After three (3) total missed or short-notice cancellations, we reserve the right to place your treatment plan on hold and to notify your referring physician. Reinstatement of regular appointments may require a reassessment of your care plan and compliance expectations.

We understand that emergencies can happen and will take circumstances into consideration on a case-by-case basis. Your commitment to attending your appointments, being punctual, and following your home exercise program is essential to achieving your recovery goals.

Appointment reminders via text or email are a courtesy only; patients are fully responsible for managing their scheduled appointments. Future appointment access may be restricted until any outstanding incidental charges are resolved. We are happy to provide a print out of your future appointments. You are fully responsible for all scheduled appointments. Thank you!

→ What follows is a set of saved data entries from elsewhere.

//! Impact Anchor - tamper evidence for proof records.
//!
//! A proof hash is handed to an external immutable ledger through an
//! [`AnchorTransport`]; the [`AnchoringAdapter`] validates the hash, retries
//! transient transport failures with bounded exponential backoff, and
//! surfaces everything else immediately.

#![deny(unsafe_code)]

mod adapter;
mod error;
mod transport;

pub use adapter::{AnchoringAdapter, RetryPolicy};
pub use error::{AnchorError, AnchorResult};
pub use transport::{AnchorTransport, HttpAnchorTransport, InMemoryAnchorTransport};
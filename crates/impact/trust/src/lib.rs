//! Impact Trust - decides whether an organization may finalize verifications.
//!
//! Verdicts come from an external reputation collaborator through
//! [`TrustSource`] and are cached per organization by [`TrustGate`]. A lookup
//! never errors: a failed refresh serves the last known verdict flagged
//! stale, and an organization with no history fails closed.

#![deny(unsafe_code)]

mod error;
mod gate;
mod policy;
mod source;

pub use error::{TrustError, TrustResult};
pub use gate::{TrustConfig, TrustGate};
pub use policy::{TrustPolicy, TrustThresholds};
pub use source::{HttpTrustSource, InMemoryTrustSource, TrustSource};
use chrono::{DateTime, Utc};
use impact_types::{CauseId, ProofHash, VolunteerId};

const PROOF_DOMAIN: &[u8] = b"impact-proof-v1";

/// Content hash of a proof.
///
/// blake3 over a domain tag, the length-prefixed volunteer and cause ids, and
/// the issuance instant in nanoseconds. Re-issuing at a different instant
/// always yields a distinct hash.
pub fn compute_proof_hash(
    volunteer_id: &VolunteerId,
    cause_id: &CauseId,
    issued_at: DateTime<Utc>,
) -> ProofHash {
    let mut hasher = blake3::Hasher::new();
    hasher.update(PROOF_DOMAIN);
    for field in [volunteer_id.as_str(), cause_id.as_str()] {
        hasher.update(&(field.len() as u64).to_le_bytes());
        hasher.update(field.as_bytes());
    }
    let nanos = i128::from(issued_at.timestamp()) * 1_000_000_000
        + i128::from(issued_at.timestamp_subsec_nanos());
    hasher.update(&nanos.to_le_bytes());
    ProofHash::from_bytes(hasher.finalize().as_bytes())
}
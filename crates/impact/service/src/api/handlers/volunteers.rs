//! Volunteer-facing handlers

use crate::api::state::AppState;
use crate::error::{ApiError, ApiResult};
use axum::{
    extract::{Path, Query, State},
    Json,
};
use impact_ranking::RankedCause;
use impact_types::{ImpactStanding, Match, VolunteerId};
use serde::{Deserialize, Serialize};

/// Largest `k` a caller may ask for
pub const MAX_RANKING_K: usize = 100;

/// Ranking query params
#[derive(Debug, Deserialize)]
pub struct RankingQuery {
    pub k: Option<usize>,
}

/// Ranking response
#[derive(Debug, Serialize)]
pub struct RankingResponse {
    pub volunteer_id: VolunteerId,
    pub causes: Vec<RankedCause>,
}

/// Rank causes for a volunteer
pub async fn rank_causes(
    State(state): State<AppState>,
    Path(id): Path<String>,
    Query(query): Query<RankingQuery>,
) -> ApiResult<Json<RankingResponse>> {
    if let Some(k) = query.k {
        if k > MAX_RANKING_K {
            return Err(ApiError::BadRequest(format!(
                "k must be at most {}",
                MAX_RANKING_K
            )));
        }
    }

    let volunteer_id = VolunteerId::new(id);
    let causes = state.engine.rank(&volunteer_id, query.k).await?;

    Ok(Json(RankingResponse {
        volunteer_id,
        causes,
    }))
}

/// Matches awaiting verification
pub async fn list_pending(
    State(state): State<AppState>,
    Path(id): Path<String>,
) -> ApiResult<Json<Vec<Match>>> {
    let pending = state.engine.pending_for(&VolunteerId::new(id)).await?;
    Ok(Json(pending))
}

/// Impact score and badge
pub async fn get_impact(
    State(state): State<AppState>,
    Path(id): Path<String>,
) -> ApiResult<Json<ImpactStanding>> {
    let standing = state.engine.impact_standing(&VolunteerId::new(id)).await?;
    Ok(Json(standing))
}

AGREEMENT FOR CREDIT CARD TRANSACTIONS It is our policy to obtain credit card information to facilitate seamless payment processing. By signing below, you authorize us to securely store and charge your credit card on file for any outstanding balances, including but not limited to co-pays, coinsurance, deductibles, or late cancellation fees incurred during your scheduled appointments. Your payment at each visit is an estimate based on information provided by your insurance carrier. For confirmation of actual patient responsibility, please refer to the Explanation of Benefits (EOB) from your insurer. In the event of an overpayment, we will issue a refund for the difference. If you need to update your credit card information, please notify us. If you require a receipt for your payments, please ask each time, and we will be happy to provide one. 

Security & Privacy
Your credit card information is securely stored in our encrypted, HIPAA-compliant system, ensuring the highest level of data protection. We do not disclose your credit card information to any third parties.

Good Faith Estimate (GFE) Notice
If you are uninsured or choose not to use your insurance, you have the right to receive a Good Faith Estimate (GFE) of the expected charges for your physical therapy services. The estimate will outline anticipated costs, but final charges may vary based on your actual treatment needs. If your billed charges exceed your GFE by more than $400, you may have the right to dispute the charges under federal law. For questions regarding your GFE, please contact our office before your scheduled treatment. We can provide a copy upon your request.

As the authorized personnel listed below, I hereby authorize KOH Physical Therapy, Inc. to keep my credit card information on file, which includes the account number, CV Code, expiration date, and billing zip code associated with the credit card. I understand that I am required to provide my credit card information at the time of service. I have read and understand the above agreement.    

I have read and understand the above agreement, including my rights under the Good Faith Estimate policy. I approve KOH Physical Therapy, Inc.  to charge my credit card on file regarding any payments that I owe which consist and are not limited to invoices, physical therapy treatment sessions, and any balances that I may owe.